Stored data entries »
# # # #
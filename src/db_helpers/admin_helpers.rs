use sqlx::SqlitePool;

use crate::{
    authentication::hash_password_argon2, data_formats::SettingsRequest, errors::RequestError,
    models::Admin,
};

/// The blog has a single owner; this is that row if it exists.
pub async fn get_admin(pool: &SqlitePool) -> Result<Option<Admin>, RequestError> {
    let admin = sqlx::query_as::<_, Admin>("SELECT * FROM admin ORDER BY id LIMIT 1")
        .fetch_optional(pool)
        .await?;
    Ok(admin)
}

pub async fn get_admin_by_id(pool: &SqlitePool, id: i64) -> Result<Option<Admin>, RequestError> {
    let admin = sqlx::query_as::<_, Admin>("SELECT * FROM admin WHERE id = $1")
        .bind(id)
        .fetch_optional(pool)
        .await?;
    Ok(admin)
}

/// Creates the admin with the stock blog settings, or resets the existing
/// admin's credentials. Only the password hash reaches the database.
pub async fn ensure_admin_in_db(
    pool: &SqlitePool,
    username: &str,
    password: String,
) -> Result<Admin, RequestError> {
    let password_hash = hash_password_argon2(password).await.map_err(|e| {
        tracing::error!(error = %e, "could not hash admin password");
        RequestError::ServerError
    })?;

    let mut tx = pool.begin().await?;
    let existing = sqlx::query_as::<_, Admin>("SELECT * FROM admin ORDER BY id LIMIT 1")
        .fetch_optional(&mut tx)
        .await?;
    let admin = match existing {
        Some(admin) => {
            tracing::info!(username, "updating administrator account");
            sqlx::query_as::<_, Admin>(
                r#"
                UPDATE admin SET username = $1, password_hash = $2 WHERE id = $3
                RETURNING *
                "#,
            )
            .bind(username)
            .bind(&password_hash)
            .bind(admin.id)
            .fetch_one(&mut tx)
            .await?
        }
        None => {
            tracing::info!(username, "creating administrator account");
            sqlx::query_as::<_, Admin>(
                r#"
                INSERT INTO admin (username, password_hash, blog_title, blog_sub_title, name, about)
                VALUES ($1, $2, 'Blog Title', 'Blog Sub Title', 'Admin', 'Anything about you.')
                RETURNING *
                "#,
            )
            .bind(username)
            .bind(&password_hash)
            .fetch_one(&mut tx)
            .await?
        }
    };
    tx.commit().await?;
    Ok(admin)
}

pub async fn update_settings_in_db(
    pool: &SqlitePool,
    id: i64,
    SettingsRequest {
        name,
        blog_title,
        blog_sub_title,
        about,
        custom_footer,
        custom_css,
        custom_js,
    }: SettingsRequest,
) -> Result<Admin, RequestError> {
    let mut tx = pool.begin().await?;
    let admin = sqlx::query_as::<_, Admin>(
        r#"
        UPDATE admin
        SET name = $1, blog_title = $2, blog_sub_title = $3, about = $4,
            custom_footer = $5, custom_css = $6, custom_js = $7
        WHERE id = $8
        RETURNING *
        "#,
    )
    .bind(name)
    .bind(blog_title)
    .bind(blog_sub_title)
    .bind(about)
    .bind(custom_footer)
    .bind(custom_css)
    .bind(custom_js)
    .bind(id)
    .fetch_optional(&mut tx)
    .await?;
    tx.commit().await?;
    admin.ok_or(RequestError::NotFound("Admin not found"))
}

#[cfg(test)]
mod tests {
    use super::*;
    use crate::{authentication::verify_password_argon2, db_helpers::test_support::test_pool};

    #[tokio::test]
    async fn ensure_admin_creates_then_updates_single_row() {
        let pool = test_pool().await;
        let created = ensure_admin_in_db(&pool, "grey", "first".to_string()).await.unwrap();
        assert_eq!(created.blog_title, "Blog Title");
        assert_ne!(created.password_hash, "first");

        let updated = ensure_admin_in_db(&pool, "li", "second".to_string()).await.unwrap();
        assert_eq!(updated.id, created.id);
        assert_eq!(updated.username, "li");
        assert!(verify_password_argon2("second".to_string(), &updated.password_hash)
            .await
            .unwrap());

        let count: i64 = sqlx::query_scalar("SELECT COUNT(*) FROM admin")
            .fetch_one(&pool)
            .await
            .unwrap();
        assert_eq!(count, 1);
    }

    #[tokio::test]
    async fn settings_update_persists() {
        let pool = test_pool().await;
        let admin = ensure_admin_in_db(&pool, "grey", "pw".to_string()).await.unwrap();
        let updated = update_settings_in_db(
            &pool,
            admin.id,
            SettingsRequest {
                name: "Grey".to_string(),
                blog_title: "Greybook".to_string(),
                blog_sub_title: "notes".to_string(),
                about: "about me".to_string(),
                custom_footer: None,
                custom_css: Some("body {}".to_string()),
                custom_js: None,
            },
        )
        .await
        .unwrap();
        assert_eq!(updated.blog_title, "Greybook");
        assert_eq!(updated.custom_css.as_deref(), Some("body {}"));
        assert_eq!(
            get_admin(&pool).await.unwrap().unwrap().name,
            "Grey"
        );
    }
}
# # # #
Assignment » Select every line above that contains the word "LIMIT", and copy it.

Response area »
    let admin = sqlx::query_as::<_, Admin>("SELECT * FROM admin ORDER BY id LIMIT 1")
    let existing = sqlx::query_as::<_, Admin>("SELECT * FROM admin ORDER BY id LIMIT 1")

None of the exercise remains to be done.